[Records from a dataset]
---
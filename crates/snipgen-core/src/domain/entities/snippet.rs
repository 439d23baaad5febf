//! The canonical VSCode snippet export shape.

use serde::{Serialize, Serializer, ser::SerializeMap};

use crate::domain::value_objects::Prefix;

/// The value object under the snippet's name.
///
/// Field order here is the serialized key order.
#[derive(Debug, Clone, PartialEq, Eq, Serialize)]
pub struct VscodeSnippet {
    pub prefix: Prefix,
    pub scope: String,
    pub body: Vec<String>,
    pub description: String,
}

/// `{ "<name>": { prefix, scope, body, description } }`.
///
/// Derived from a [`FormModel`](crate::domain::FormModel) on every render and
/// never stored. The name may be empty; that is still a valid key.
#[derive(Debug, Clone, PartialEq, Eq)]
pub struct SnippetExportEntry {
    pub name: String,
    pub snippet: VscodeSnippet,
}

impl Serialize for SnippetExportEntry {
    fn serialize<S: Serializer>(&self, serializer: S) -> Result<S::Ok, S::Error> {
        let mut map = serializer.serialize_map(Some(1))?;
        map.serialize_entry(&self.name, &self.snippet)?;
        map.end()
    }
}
---
• _WHAT IS NEEDED_: Scan the records above for the string "struct", then select every line that holds it.

• _WRITTEN ANSWER_:
pub struct VscodeSnippet {
pub struct SnippetExportEntry {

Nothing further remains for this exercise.